━━━━━ EXCERPTED DATA

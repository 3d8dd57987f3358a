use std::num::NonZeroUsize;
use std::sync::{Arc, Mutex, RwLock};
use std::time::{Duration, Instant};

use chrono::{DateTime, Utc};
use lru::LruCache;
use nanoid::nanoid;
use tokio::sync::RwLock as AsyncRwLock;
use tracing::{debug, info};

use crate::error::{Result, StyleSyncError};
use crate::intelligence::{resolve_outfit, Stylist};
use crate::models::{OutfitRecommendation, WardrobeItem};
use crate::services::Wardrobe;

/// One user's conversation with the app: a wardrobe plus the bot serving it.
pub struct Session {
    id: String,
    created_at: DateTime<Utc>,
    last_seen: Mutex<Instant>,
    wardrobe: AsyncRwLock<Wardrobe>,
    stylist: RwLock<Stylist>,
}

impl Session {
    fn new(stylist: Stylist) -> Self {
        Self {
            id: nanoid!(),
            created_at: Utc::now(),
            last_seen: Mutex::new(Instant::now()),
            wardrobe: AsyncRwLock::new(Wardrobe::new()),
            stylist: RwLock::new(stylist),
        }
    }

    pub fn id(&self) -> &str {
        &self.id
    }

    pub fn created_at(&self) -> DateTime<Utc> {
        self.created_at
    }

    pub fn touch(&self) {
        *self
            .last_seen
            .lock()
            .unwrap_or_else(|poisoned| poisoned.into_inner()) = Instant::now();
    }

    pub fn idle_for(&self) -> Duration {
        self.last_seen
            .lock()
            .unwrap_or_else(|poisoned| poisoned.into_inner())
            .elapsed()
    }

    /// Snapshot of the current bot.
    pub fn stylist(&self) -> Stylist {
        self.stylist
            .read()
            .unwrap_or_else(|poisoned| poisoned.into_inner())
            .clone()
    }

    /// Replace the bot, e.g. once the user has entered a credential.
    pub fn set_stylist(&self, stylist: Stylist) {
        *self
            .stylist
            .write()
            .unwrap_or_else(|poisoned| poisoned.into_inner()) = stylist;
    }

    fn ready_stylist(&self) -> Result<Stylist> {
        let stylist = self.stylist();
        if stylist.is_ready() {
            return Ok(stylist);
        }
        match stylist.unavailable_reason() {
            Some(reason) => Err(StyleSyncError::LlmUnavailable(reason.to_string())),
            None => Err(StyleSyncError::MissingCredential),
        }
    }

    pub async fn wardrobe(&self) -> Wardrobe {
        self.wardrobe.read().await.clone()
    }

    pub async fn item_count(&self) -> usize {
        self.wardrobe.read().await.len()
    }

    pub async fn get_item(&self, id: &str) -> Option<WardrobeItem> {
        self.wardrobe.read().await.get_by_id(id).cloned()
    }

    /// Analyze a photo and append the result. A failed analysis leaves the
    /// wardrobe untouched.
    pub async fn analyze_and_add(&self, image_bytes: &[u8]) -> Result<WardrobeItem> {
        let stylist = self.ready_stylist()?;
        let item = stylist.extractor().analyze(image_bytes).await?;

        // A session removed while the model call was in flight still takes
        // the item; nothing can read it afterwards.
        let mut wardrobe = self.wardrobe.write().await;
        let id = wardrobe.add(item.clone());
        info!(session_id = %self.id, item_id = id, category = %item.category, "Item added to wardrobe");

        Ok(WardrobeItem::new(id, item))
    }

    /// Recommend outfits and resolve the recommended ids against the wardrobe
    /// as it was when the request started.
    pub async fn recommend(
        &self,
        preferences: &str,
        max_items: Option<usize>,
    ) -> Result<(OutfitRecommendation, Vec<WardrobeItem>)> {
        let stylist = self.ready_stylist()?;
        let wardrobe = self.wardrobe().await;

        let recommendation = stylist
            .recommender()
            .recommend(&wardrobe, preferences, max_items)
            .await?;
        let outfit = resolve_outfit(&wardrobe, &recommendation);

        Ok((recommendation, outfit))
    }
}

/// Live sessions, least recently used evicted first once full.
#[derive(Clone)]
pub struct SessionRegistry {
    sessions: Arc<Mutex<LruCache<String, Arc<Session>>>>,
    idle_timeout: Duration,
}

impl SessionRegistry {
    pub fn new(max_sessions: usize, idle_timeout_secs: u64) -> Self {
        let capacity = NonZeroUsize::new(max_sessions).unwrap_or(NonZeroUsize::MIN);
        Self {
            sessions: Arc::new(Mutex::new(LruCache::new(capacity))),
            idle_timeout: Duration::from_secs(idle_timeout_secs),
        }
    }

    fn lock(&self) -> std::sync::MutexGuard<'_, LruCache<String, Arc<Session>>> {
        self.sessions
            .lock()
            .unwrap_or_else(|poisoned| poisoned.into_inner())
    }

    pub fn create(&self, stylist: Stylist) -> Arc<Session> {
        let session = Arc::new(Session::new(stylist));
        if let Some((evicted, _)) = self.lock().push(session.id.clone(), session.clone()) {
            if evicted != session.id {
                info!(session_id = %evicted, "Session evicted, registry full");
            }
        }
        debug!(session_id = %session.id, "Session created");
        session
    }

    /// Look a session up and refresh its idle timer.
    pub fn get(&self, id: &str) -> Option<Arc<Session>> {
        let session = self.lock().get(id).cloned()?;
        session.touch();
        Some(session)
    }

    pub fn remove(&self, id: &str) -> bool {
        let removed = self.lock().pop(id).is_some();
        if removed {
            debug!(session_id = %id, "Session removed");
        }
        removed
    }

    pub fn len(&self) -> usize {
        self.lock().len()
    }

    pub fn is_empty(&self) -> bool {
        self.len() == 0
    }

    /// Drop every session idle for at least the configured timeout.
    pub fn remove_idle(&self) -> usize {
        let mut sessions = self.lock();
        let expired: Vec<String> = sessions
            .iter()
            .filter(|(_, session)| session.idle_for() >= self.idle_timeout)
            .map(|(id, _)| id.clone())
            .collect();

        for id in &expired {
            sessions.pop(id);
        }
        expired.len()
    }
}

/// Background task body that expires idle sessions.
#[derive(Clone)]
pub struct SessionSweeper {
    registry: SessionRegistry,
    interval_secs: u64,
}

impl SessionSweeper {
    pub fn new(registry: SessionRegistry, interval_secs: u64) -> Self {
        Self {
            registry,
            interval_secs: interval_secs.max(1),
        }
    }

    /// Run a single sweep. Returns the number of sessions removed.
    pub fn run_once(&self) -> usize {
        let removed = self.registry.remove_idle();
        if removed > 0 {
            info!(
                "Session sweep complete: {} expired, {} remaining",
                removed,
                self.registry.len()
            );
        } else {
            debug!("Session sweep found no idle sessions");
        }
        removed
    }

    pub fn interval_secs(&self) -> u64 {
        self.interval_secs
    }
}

━━━━━━━━━━
━━━━━ EXCERPTED DATA

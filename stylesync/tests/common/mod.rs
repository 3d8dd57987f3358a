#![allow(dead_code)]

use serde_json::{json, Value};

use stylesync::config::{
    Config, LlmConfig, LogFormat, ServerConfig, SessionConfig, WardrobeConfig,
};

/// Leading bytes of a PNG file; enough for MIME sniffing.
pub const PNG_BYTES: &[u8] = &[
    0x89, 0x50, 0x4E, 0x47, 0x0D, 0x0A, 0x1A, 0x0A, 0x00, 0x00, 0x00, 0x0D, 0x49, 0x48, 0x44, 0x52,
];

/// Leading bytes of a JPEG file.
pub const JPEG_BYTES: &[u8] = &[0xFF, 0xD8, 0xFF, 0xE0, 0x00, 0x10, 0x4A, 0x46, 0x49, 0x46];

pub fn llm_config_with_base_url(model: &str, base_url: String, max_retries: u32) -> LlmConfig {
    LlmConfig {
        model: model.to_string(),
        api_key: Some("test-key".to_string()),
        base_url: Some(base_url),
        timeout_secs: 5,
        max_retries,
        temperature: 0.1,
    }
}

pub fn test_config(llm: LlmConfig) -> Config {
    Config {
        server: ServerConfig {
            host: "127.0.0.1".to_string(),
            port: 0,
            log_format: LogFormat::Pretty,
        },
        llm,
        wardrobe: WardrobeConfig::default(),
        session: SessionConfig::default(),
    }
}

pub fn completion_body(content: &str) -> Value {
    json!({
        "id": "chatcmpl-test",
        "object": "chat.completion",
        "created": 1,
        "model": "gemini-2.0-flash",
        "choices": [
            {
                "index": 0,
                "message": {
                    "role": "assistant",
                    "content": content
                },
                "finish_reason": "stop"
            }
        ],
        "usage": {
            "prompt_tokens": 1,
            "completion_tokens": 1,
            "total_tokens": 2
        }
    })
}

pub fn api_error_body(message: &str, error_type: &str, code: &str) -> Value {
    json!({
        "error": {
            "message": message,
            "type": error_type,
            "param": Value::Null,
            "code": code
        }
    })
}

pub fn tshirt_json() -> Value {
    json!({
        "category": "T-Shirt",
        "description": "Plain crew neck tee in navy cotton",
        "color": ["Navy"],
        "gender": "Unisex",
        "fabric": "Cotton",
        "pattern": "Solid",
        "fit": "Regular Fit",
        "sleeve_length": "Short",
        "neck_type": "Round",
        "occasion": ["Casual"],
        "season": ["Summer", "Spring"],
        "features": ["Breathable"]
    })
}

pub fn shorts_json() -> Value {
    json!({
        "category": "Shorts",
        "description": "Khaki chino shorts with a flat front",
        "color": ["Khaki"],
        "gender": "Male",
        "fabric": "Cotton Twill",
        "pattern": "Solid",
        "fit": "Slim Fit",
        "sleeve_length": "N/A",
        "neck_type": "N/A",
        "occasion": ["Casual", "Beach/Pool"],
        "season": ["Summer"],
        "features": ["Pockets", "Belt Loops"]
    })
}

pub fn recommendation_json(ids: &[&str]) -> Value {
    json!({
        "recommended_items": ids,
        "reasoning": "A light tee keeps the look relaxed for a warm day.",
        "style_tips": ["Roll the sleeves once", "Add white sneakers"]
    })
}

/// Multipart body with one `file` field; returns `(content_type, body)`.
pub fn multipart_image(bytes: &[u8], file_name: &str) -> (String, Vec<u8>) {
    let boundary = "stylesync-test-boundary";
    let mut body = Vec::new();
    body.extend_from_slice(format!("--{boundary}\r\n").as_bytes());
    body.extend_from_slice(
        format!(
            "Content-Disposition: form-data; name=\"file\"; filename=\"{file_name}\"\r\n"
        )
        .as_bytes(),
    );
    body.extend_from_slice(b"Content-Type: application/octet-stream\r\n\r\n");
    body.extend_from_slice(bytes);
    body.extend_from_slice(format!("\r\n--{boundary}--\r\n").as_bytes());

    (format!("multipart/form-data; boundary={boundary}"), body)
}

━━━━━━━━━━

**TASK OBJECTIVE**
From the entries above, collect every line with the string "Option" in it.

**TASK SOLUTION**
    pub async fn get_item(&self, id: &str) -> Option<WardrobeItem> {
        max_items: Option<usize>,
    pub fn get(&self, id: &str) -> Option<Arc<Session>> {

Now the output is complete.